La del alba sería cuando don Quijote salió de la venta tan contento, tan gallardo, tan
alborozado por verse ya armado caballero, que el gozo le reventaba por las cinchas del caballo. Mas
viniéndole a la memoria los consejos de su huésped cerca de las prevenciones tan necesarias que
había de llevar consigo, especial la de los dineros y camisas, determinó volver a su casa y
acomodarse de todo, y de un escudero, haciendo cuenta de recebir a un labrador vecino suyo que
era pobre y con hijos, pero muy a propósito para el oficio escuderil de la caballería. Con este
pensamiento guió a Rocinante hacia su aldea, el cual, casi conociendo la querencia, con tanta gana
comenzó a caminar, que parecía que no ponía los pies en el suelo.

No había andado mucho cuando le pareció que a su diestra mano, de la espesura de un
bosque que allí estaba, salían unas voces delicadas, como de persona que se quejaba; y apenas las
hubo oído, cuando dijo:

-Gracias doy al cielo por la merced que me hace, pues tan presto me pone ocasiones delante
donde yo pueda cumplir con lo que debo a mi profesión y donde pueda coger el fruto de mis
buenos deseos. Estas voces, sin duda, son de algún menesteroso o menesterosa que ha menester mi
favor y ayuda.

Y, volviendo las riendas, encaminó a Rocinante hacia donde le pareció que las voces salían,
y, a pocos pasos que entró por el bosque, vio atada una yegua a una encina, y atado en otra a un
muchacho, desnudo de medio cuerpo arriba, hasta de edad de quince años, que era el que las voces
daba, y no sin causa, porque le estaba dando con una pretina muchos azotes un labrador de buen
talle, y cada azote le acompañaba con una reprehensión y consejo. Porque decía:

-La lengua queda y los ojos listos.

Y el muchacho respondía:

-No lo haré otra vez, señor mío; por la pasión de Dios, que no lo haré otra vez, y yo prometo
de tener de aquí adelante más cuidado con el hato.

Y viendo don Quijote lo que pasaba, con voz airada dijo:

-Descortés caballero, mal parece tomaros con quien defender no se puede; subid sobre
vuestro caballo y tomad vuestra lanza -que también tenía una lanza arrimada a la encina adonde
estaba arrendada la yegua-, que yo os haré conocer ser de cobardes lo que estáis haciendo.

El labrador, que vio sobre sí aquella figura llena de armas blandiendo la lanza sobre su
rostro, túvose por muerto, y con buenas palabras respondió:

-Señor caballero, este muchacho que estoy castigando es un mi criado, que me sirve de
guardar una manada de ovejas que tengo en estos contornos, el cual es tan descuidado, que cada día
me falta una; y porque castigo su descuido, o bellaquería, dice que lo hago de miserable, por no
pagalle la soldada que le debo, y en Dios y en mi ánima que miente.

-¿«Miente» delante de mí, ruin villano? -dijo don Quijote-. Por el sol que nos alumbra, que
estoy por pasaros de parte a parte con esta lanza. Pagadle luego sin más réplica; si no, por el Dios
que nos rige, que os concluya y aniquile en este punto. Desatadlo luego.

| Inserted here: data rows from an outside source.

//! One-way trigger state machine.
//!
//! A trigger reports whether an external protected condition has occurred.
//! The flag is monotonic: it moves false -> true at most once and never
//! back. The sole mutation path is [`Trigger::check_and_toggle`], which
//! short-circuits once the flag is set, so redundant, concurrent or
//! adversarial callers can never re-fire it or flip it back.
//!
//! Condition logic sits behind the [`TriggerCondition`] capability trait:
//! the one-way flag and the short-circuit rule belong to this module's
//! contract, not to any particular condition implementation.

use alloy::primitives::{Address, U256};
use smallvec::SmallVec;
use std::collections::HashMap;
use std::sync::atomic::{AtomicBool, Ordering};
use std::sync::Arc;

/// Immutable trigger metadata, fixed at construction.
#[derive(Debug, Clone)]
pub struct TriggerMetadata {
    /// Human-readable name.
    pub name: String,
    /// Short symbol.
    pub symbol: String,
    /// What condition this trigger protects against.
    pub description: String,
    /// Ordered platform identifiers covered by this trigger.
    pub platform_ids: SmallVec<[u16; 4]>,
    /// Subsidy beneficiary.
    pub recipient: Address,
}

/// Read-only view of the world a condition may consult.
#[derive(Debug)]
pub struct ConditionEnv<'a> {
    /// Admin-posted oracle feed prices.
    pub prices: &'a HashMap<Address, U256>,
}

impl ConditionEnv<'_> {
    /// Latest posted price for a feed, if any.
    pub fn price(&self, feed: Address) -> Option<U256> {
        self.prices.get(&feed).copied()
    }
}

/// A protected-condition check.
///
/// Implementations must be free of side effects: the only state change a
/// toggle call may produce is the trigger's own flag.
pub trait TriggerCondition: Send + Sync + std::fmt::Debug {
    /// Whether the protected condition currently holds.
    fn probe(&self, env: &ConditionEnv<'_>) -> bool;
}

/// Manually armed condition.
///
/// The armed flag models an off-chain event, not chain state: arming it is
/// not undone by a transaction rollback.
#[derive(Debug, Default)]
pub struct ManualCondition {
    armed: AtomicBool,
}

impl ManualCondition {
    /// Create an unarmed condition handle.
    pub fn new() -> Arc<Self> {
        Arc::new(Self::default())
    }

    /// Arm the condition. One-way, like the event it models.
    pub fn arm(&self) {
        self.armed.store(true, Ordering::SeqCst);
    }

    /// Whether the condition is armed.
    pub fn is_armed(&self) -> bool {
        self.armed.load(Ordering::SeqCst)
    }
}

impl TriggerCondition for ManualCondition {
    fn probe(&self, _env: &ConditionEnv<'_>) -> bool {
        self.is_armed()
    }
}

/// Fires when an oracle feed reports a price strictly below a floor.
///
/// A missing feed never fires: absence of data is not evidence of failure.
#[derive(Debug, Clone)]
pub struct PriceFloorCondition {
    /// Oracle feed address to read.
    pub feed: Address,
    /// Price floor in feed units.
    pub floor: U256,
}

impl TriggerCondition for PriceFloorCondition {
    fn probe(&self, env: &ConditionEnv<'_>) -> bool {
        match env.price(self.feed) {
            Some(price) => price < self.floor,
            None => false,
        }
    }
}

/// Outcome of a toggle attempt.
#[derive(Debug, Clone, Copy, PartialEq, Eq)]
pub enum ToggleOutcome {
    /// Flag was already set; nothing changed, nothing probed.
    AlreadyTriggered,
    /// The condition matched for the first time; the flag is now set.
    JustTriggered,
    /// The condition did not match; state unchanged.
    NotMet,
}

impl ToggleOutcome {
    /// The wire-level boolean: is the trigger set after this call?
    pub fn as_bool(self) -> bool {
        !matches!(self, Self::NotMet)
    }
}

/// The trigger state machine: {Untriggered, Triggered}, with Triggered
/// terminal.
#[derive(Debug, Clone)]
pub struct Trigger {
    meta: TriggerMetadata,
    is_triggered: bool,
    condition: Arc<dyn TriggerCondition>,
}

impl Trigger {
    /// Create an untriggered trigger with fixed metadata.
    pub fn new(meta: TriggerMetadata, condition: Arc<dyn TriggerCondition>) -> Self {
        Self {
            meta,
            is_triggered: false,
            condition,
        }
    }

    /// Trigger metadata.
    pub fn metadata(&self) -> &TriggerMetadata {
        &self.meta
    }

    /// Ordered platform identifiers. Pure read.
    pub fn platform_ids(&self) -> &[u16] {
        &self.meta.platform_ids
    }

    /// Current flag value.
    pub fn is_triggered(&self) -> bool {
        self.is_triggered
    }

    /// Probe the condition and flip the flag on the first match.
    ///
    /// Short-circuits without probing once triggered, so the observable
    /// contract is idempotent: any number of calls moves the flag from
    /// false to true at most once.
    pub fn check_and_toggle(&mut self, env: &ConditionEnv<'_>) -> ToggleOutcome {
        if self.is_triggered {
            return ToggleOutcome::AlreadyTriggered;
        }
        if self.condition.probe(env) {
            self.is_triggered = true;
            ToggleOutcome::JustTriggered
        } else {
            ToggleOutcome::NotMet
        }
    }
}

El labrador bajó la cabeza y, sin responder palabra, desató a su criado, al cual preguntó don
Quijote que cuánto le debía su amo. Él dijo que nueve meses, a siete reales cada mes. Hizo la
cuenta don Quijote y halló que montaban setenta y tres reales, y díjole al labrador que al momento
los desembolsase, si no quería morir por ello. Respondió el medroso villano que para el paso en que
estaba y juramento que había hecho -y aún no había jurado nada-, que no eran tantos, porque se le
habían de descontar y recebir en cuenta tres pares de zapatos que le había dado, y un real de dos
sangrías que le habían hecho estando enfermo.

-Bien está todo eso -replicó don Quijote-, pero quédense los zapatos y las sangrías por los
azotes que sin culpa le habéis dado, que, si él rompió el cuero de los zapatos que vos pagastes, vos
le habéis rompido el de su cuerpo, y si le sacó el barbero sangre estando enfermo, vos en sanidad se
la habéis sacado; ansí que por esta parte no os debe nada.

-El daño está, señor caballero, en que no tengo aquí dineros: véngase Andrés conmigo a mi
casa, que yo se los pagaré un real sobre otro.

-¿Irme yo con él? -dijo el muchacho-. Mas ¡mal año! No, señor, ni por pienso, porque en
viéndose solo me desuelle como a un San Bartolomé.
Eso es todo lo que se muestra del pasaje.